Task item:
Copy exactly the lines of the data below that run from the line holding "filename src/models.rs" through the line holding "#[derive(Debug, Clone, PartialEq, Eq)]", both ends included.

+ + +

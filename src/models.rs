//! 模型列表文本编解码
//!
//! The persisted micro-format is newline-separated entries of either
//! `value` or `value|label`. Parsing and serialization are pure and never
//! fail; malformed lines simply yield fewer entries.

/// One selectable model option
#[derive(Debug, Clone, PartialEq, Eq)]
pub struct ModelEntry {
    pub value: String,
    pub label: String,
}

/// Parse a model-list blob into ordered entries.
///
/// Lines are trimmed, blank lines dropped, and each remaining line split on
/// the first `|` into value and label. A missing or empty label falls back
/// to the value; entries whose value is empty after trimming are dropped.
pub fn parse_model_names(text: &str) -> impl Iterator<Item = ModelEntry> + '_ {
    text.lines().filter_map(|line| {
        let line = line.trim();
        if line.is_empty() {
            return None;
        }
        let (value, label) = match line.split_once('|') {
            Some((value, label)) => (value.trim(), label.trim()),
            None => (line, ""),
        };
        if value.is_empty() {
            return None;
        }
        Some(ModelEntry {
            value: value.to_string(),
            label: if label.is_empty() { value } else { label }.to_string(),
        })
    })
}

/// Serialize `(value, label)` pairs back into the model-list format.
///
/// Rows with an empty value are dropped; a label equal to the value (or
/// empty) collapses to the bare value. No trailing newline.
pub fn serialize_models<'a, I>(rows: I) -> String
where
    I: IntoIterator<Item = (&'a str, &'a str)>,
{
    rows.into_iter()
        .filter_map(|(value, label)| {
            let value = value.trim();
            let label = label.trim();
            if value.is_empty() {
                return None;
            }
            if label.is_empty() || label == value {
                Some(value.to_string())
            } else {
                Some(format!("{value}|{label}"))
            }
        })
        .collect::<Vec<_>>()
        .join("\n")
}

+ + +

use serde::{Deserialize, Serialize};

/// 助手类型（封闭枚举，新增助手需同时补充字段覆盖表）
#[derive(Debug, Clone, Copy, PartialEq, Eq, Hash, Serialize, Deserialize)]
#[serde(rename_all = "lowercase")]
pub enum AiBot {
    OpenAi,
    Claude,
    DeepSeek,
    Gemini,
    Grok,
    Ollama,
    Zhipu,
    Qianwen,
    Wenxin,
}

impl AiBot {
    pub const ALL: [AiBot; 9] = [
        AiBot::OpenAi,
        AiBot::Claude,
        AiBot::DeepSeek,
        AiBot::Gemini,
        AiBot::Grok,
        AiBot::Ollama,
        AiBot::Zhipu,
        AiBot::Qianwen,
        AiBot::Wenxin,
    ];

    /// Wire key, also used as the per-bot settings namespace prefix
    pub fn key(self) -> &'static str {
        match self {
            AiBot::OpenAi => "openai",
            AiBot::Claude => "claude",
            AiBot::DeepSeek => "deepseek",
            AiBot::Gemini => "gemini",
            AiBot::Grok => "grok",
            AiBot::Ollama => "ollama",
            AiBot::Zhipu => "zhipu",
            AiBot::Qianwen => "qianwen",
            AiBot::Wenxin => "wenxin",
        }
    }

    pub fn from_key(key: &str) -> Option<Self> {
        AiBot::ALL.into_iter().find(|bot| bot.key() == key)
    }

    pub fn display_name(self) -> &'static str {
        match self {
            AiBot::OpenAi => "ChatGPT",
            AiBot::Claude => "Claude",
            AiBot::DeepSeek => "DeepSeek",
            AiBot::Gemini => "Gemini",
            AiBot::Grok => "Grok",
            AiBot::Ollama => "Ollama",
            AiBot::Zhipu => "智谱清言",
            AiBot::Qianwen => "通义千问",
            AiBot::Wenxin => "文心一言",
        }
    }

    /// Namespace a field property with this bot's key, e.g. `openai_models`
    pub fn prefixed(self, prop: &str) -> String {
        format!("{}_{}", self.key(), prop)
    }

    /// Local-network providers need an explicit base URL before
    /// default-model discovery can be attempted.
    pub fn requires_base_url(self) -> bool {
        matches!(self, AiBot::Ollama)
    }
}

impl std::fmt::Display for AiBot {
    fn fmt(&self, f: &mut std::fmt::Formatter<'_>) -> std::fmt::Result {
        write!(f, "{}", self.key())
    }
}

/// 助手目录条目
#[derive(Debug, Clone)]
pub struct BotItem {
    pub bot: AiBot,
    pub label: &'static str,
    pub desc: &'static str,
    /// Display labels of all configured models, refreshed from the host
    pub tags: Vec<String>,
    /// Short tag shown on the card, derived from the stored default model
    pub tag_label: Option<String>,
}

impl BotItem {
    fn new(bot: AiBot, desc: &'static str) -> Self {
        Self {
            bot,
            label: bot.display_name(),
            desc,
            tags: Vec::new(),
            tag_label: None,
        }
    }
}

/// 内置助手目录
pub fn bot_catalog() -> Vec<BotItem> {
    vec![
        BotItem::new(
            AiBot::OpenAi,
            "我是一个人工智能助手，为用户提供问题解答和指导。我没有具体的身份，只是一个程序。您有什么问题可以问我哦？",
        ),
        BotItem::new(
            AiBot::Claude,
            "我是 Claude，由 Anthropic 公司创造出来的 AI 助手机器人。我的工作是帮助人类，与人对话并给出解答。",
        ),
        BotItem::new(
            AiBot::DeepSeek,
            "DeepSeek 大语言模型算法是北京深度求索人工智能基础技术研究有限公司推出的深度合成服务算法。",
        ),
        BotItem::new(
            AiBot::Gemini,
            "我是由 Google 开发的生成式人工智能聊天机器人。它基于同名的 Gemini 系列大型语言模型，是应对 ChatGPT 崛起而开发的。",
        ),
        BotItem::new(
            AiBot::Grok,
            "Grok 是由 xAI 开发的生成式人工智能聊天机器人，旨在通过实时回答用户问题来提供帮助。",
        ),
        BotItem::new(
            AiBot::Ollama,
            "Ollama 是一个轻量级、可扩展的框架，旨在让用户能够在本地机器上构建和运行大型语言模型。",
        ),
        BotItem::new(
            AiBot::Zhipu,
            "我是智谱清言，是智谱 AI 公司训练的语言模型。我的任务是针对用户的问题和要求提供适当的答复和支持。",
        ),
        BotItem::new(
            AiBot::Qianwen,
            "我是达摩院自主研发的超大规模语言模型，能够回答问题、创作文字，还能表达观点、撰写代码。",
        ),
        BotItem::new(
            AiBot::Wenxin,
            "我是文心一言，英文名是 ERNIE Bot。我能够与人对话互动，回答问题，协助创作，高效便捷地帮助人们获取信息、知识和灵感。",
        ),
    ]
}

+ + +

Answer space:
filename src/models.rs
//! 模型列表文本编解码
//!
//! The persisted micro-format is newline-separated entries of either
//! `value` or `value|label`. Parsing and serialization are pure and never
//! fail; malformed lines simply yield fewer entries.

/// One selectable model option
#[derive(Debug, Clone, PartialEq, Eq)]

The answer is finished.